Top of Data shown

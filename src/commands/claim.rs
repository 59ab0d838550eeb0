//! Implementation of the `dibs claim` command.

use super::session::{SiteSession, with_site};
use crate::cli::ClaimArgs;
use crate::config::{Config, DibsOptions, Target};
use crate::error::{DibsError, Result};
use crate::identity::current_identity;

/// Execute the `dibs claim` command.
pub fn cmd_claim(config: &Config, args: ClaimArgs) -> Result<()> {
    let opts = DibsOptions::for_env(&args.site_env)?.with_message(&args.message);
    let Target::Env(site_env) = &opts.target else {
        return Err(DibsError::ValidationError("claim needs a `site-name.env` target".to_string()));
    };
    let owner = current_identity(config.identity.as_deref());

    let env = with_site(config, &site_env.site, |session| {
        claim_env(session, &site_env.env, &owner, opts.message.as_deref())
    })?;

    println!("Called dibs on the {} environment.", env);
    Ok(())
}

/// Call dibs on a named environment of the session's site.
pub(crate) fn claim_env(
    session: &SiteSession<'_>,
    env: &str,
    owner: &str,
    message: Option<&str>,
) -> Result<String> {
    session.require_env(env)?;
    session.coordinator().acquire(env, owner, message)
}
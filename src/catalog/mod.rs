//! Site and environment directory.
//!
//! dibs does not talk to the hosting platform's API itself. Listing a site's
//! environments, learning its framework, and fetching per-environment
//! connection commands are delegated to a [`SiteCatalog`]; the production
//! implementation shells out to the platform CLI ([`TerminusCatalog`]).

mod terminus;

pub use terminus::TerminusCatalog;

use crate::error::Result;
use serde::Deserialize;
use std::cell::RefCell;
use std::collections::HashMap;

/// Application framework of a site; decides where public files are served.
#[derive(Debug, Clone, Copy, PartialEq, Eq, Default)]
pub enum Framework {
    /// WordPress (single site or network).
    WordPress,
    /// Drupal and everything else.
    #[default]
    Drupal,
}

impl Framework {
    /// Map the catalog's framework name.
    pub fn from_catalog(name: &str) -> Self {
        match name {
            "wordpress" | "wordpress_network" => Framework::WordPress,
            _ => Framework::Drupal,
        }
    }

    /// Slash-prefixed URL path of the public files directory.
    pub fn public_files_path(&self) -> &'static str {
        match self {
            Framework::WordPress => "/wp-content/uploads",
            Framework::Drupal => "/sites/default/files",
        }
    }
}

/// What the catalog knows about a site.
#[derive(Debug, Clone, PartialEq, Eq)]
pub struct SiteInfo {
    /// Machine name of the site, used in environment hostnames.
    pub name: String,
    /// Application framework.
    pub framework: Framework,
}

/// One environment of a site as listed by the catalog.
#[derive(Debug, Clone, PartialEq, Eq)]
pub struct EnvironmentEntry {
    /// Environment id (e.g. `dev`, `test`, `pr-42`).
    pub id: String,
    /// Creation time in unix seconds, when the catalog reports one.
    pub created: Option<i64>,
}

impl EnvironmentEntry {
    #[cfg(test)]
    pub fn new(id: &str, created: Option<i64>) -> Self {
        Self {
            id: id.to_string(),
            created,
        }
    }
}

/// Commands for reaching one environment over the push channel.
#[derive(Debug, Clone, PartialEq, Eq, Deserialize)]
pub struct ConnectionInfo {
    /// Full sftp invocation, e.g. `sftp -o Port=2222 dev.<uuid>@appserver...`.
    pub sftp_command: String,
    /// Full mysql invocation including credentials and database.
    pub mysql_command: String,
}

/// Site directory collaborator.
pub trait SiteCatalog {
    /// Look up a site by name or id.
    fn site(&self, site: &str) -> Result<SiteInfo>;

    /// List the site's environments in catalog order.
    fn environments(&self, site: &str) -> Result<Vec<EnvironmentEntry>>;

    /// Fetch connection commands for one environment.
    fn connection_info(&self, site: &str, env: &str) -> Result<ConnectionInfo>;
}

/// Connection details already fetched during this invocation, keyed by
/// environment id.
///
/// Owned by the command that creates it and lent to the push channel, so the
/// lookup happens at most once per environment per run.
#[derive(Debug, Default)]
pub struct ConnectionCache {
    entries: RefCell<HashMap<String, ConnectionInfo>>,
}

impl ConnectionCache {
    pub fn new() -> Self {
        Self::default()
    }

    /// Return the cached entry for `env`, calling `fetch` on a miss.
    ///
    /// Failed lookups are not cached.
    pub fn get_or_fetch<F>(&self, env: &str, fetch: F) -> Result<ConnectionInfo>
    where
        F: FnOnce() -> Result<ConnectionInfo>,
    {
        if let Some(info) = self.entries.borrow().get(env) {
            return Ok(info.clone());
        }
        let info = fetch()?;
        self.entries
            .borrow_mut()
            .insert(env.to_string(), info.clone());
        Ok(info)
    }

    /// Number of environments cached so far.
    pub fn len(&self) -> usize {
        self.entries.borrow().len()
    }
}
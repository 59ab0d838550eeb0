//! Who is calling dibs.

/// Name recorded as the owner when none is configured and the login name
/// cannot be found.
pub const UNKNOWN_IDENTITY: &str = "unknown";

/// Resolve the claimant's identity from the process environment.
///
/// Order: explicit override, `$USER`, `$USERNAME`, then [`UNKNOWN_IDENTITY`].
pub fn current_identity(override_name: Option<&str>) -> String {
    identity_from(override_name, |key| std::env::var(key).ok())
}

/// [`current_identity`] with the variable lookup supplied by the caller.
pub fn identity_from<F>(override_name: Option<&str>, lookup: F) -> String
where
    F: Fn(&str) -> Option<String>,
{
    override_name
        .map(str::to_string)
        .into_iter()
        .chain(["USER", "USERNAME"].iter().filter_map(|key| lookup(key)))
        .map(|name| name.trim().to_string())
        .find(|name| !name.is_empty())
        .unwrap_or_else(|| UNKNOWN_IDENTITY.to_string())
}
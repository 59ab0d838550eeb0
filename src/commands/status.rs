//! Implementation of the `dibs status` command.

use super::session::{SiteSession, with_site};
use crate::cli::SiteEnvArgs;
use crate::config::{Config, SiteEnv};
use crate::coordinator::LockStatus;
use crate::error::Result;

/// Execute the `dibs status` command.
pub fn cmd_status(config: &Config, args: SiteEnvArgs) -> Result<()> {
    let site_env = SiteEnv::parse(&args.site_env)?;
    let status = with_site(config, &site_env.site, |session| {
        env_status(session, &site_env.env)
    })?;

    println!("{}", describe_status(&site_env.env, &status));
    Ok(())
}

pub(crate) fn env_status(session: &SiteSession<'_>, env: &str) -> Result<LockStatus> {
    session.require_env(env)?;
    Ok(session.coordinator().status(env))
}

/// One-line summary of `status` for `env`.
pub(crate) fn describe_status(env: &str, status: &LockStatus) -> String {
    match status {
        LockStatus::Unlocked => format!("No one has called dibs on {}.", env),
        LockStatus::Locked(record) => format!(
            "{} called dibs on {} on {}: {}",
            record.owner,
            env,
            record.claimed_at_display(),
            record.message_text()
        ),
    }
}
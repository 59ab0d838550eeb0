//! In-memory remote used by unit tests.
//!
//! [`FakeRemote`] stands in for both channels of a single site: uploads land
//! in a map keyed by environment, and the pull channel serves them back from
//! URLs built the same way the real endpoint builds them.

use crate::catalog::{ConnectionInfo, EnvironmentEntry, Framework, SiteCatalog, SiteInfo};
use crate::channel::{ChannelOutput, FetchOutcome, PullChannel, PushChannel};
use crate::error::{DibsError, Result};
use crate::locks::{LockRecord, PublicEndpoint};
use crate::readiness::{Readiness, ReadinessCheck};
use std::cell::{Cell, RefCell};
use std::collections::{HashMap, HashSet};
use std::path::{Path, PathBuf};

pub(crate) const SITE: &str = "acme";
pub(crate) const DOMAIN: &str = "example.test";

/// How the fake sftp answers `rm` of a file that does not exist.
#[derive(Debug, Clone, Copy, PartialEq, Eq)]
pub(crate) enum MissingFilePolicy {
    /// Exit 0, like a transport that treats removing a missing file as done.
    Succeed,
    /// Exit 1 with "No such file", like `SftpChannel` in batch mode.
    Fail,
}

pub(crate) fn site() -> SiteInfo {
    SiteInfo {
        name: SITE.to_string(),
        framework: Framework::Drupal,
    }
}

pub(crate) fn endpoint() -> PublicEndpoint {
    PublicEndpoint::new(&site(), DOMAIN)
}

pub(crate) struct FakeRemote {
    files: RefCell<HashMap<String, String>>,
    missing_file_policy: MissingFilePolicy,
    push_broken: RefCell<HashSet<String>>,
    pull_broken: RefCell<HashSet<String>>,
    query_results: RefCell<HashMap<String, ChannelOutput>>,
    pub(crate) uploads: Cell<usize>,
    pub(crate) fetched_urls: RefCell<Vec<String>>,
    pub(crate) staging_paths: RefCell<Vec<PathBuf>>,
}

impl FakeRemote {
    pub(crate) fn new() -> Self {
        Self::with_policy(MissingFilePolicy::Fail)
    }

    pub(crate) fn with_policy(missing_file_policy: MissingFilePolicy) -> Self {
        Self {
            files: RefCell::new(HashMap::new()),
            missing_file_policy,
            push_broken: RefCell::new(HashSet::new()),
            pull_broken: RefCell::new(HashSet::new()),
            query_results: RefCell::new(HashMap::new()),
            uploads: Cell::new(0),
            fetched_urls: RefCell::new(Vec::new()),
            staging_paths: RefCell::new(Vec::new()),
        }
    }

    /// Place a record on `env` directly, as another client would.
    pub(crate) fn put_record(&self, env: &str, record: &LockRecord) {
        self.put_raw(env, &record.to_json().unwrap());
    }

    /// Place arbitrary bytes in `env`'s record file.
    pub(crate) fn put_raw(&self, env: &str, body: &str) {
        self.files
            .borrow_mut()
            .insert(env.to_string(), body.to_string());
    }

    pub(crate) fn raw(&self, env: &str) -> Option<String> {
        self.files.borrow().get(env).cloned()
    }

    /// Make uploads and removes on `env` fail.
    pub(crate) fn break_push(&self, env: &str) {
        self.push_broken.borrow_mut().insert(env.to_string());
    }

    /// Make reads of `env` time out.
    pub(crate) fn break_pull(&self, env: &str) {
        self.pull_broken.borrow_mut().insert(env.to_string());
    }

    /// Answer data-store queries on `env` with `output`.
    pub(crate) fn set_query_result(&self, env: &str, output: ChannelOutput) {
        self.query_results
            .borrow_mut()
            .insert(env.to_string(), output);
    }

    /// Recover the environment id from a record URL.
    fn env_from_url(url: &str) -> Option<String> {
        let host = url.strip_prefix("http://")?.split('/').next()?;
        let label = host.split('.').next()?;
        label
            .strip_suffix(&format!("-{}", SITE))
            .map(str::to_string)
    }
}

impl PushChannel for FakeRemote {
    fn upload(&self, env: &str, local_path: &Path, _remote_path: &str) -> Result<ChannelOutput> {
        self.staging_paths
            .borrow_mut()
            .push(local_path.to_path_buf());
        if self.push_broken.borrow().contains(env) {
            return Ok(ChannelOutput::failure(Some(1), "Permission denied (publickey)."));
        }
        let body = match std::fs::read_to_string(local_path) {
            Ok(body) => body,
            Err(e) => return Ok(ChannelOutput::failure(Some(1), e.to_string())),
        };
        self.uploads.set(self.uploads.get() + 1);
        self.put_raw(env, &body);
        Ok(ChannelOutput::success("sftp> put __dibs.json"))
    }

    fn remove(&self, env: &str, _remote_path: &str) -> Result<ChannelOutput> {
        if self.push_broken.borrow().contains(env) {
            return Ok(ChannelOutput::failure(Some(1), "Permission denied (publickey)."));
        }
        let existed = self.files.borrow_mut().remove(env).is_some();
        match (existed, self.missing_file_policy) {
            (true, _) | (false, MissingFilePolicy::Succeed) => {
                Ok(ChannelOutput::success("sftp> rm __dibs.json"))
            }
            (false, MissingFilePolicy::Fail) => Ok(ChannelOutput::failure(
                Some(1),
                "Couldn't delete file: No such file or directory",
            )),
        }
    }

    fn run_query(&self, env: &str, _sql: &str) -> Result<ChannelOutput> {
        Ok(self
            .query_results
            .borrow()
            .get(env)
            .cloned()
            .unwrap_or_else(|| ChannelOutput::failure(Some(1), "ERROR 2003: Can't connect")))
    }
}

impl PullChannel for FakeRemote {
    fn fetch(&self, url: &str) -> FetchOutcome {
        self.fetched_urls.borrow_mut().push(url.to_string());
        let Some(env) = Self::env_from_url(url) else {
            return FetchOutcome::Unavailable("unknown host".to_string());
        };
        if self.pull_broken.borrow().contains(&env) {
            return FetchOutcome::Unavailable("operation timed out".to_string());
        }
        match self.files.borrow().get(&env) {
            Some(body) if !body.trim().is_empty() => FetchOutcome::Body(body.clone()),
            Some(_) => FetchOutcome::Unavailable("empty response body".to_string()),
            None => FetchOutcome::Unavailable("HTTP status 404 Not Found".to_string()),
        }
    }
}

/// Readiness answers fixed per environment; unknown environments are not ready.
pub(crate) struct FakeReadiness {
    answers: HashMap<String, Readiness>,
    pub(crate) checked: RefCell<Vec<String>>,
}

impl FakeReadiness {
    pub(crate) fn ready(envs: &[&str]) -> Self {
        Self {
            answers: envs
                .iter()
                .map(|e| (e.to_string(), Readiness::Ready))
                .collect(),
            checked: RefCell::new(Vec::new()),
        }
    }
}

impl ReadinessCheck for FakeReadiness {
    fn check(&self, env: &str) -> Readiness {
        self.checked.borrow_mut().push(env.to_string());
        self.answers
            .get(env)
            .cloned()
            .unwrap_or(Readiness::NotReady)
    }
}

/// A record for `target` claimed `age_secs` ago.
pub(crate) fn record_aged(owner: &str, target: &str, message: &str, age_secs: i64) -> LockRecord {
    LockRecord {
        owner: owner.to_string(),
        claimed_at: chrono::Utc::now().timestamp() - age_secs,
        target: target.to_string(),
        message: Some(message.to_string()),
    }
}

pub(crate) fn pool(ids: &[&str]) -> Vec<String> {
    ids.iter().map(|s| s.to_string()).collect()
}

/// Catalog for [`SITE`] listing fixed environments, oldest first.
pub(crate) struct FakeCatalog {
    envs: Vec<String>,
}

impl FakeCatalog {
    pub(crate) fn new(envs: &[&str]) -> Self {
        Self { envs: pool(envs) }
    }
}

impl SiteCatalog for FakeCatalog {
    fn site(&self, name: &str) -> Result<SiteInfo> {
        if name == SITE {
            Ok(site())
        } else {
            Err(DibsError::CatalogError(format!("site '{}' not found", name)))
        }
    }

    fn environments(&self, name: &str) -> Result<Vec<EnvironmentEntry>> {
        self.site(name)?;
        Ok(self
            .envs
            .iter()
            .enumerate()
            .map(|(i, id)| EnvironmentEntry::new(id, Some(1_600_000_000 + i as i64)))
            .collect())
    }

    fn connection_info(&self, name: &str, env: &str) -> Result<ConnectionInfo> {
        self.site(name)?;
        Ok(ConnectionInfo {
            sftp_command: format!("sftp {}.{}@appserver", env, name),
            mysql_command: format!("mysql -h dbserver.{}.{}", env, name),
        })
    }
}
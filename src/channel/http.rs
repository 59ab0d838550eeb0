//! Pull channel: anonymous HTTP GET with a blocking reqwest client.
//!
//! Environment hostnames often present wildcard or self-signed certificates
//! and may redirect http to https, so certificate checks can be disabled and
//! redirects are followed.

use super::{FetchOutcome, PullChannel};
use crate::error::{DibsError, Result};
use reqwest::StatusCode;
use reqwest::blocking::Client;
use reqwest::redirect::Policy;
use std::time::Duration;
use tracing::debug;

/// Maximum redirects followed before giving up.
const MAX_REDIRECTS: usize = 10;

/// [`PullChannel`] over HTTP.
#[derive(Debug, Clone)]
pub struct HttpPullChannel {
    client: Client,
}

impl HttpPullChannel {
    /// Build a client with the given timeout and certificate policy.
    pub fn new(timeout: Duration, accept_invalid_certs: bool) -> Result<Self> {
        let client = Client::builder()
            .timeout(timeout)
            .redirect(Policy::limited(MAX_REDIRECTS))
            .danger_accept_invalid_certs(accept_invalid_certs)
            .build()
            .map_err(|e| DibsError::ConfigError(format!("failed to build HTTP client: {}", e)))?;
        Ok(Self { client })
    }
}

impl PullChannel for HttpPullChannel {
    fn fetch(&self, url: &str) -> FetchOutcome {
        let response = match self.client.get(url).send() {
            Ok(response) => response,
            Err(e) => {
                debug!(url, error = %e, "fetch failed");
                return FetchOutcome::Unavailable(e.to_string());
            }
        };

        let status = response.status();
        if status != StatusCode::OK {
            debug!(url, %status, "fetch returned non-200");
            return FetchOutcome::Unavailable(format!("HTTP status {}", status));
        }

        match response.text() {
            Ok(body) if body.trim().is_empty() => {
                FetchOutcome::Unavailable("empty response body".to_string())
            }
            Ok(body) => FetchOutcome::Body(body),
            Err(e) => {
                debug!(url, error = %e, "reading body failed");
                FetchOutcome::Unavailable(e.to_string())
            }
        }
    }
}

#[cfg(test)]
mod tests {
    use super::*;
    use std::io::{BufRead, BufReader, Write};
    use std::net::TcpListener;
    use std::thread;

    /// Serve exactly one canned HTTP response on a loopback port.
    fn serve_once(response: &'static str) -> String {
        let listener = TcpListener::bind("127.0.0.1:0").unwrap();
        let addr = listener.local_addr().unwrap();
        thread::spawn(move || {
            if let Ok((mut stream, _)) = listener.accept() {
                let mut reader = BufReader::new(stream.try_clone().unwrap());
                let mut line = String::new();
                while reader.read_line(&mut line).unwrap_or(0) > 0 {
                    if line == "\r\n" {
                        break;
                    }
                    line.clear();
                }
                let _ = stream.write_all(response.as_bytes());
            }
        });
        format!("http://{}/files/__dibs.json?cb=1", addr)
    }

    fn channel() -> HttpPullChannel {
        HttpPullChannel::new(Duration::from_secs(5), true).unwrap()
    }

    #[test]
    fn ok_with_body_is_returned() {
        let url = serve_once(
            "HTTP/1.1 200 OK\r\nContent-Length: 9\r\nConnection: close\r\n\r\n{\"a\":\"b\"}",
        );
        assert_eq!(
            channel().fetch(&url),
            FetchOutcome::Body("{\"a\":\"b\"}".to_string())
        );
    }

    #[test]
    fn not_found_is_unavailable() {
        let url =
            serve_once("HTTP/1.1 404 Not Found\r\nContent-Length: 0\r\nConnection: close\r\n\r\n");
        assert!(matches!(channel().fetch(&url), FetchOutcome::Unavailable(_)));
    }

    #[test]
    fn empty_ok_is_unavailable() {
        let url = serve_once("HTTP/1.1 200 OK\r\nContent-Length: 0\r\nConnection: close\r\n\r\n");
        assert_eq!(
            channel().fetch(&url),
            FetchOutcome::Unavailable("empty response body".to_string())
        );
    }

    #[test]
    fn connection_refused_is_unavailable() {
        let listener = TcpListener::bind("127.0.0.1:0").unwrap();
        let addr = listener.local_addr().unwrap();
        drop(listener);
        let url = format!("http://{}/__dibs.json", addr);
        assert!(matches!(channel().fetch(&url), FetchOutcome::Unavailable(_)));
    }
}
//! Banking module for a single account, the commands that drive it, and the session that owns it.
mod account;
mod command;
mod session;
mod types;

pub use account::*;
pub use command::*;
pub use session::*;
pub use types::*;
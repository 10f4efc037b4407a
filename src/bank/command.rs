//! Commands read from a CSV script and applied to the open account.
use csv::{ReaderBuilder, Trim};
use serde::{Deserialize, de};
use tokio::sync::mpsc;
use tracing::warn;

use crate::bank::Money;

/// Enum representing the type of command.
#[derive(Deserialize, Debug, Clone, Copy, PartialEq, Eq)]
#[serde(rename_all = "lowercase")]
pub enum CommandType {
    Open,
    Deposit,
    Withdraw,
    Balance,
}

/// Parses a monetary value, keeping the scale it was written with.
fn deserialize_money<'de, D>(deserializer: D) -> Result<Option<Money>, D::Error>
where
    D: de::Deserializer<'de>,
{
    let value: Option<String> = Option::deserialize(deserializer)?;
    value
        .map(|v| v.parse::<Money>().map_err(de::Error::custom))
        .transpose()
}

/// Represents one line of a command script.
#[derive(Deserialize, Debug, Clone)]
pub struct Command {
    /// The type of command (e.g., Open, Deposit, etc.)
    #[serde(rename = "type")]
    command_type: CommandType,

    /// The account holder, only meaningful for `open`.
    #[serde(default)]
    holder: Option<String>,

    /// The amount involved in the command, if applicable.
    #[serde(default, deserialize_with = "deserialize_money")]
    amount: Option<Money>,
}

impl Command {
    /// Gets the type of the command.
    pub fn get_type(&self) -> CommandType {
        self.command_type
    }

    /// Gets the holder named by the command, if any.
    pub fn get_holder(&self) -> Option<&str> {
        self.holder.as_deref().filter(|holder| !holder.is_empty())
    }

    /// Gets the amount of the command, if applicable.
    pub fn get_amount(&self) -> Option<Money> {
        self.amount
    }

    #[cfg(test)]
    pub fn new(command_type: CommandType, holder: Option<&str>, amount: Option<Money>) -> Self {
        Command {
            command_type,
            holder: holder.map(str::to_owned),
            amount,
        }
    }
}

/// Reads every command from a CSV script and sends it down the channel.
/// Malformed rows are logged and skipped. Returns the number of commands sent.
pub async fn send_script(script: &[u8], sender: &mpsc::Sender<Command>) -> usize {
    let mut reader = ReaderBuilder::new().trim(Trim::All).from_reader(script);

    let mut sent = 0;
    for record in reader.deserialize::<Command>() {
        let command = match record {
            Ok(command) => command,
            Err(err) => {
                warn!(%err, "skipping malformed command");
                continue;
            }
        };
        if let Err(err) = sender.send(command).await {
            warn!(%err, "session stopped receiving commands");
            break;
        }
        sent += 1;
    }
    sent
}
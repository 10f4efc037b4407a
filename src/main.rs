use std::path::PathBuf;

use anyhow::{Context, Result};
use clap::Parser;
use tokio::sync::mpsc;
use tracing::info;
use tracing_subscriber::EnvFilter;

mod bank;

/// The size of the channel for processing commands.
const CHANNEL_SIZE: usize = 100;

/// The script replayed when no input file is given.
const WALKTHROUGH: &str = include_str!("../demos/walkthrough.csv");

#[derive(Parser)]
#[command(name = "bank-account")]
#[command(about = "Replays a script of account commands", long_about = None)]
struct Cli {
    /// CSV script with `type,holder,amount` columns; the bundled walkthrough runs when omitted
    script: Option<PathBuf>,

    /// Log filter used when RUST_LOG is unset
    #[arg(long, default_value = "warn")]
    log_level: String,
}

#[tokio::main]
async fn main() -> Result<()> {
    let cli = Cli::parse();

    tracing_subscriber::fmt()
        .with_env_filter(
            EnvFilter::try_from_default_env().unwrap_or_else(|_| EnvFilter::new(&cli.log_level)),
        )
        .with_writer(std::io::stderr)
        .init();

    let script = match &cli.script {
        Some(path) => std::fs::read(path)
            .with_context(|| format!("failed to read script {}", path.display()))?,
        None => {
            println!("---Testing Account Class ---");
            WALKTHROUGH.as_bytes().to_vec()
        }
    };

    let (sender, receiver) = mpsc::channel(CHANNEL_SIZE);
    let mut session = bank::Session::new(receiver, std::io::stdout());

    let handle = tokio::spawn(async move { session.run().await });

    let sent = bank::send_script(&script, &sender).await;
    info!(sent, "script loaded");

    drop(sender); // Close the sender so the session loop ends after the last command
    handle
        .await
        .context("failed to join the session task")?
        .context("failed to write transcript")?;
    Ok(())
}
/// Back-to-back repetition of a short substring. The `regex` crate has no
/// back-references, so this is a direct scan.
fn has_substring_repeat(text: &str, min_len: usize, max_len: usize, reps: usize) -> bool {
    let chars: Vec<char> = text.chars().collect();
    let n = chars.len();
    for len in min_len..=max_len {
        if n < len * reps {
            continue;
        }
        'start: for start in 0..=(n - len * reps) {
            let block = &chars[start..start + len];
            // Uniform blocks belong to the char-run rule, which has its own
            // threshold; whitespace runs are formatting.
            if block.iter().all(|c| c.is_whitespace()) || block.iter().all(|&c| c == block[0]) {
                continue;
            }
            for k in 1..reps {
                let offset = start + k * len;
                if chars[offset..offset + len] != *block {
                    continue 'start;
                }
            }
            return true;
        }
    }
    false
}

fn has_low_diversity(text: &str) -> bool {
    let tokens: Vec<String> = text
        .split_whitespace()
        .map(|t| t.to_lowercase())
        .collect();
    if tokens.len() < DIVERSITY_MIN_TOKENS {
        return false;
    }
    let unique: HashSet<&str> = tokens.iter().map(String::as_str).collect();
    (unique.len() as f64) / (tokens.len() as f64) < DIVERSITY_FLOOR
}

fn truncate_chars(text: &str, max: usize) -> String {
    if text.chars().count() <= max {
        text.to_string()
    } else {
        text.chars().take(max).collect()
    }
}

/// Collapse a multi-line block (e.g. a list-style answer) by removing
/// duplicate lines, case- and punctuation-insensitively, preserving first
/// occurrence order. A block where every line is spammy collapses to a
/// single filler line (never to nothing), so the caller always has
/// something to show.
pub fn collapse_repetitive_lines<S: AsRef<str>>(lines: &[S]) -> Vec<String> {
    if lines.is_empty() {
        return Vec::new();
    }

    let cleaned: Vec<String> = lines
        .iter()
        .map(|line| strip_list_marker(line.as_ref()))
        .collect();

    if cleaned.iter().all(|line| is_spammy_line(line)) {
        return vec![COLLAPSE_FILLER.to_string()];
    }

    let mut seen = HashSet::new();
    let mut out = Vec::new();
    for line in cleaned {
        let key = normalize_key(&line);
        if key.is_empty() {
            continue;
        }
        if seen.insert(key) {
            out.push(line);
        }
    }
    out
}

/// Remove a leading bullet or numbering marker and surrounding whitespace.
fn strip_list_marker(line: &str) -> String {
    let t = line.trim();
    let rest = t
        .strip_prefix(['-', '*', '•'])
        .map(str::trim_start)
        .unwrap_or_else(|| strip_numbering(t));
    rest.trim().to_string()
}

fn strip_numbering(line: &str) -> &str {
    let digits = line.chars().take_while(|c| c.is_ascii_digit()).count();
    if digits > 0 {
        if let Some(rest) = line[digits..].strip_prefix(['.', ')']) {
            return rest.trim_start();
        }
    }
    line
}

Bottom of Data shown

The task → Please reproduce, exactly as they appear above, the lines from the line containing "let key = normalize_key(&line);" up to and including the line containing "fn strip_list_marker(line: &str)".

Solution →
        let key = normalize_key(&line);
        if key.is_empty() {
            continue;
        }
        if seen.insert(key) {
            out.push(line);
        }
    }
    out
}

/// Remove a leading bullet or numbering marker and surrounding whitespace.
fn strip_list_marker(line: &str) -> String {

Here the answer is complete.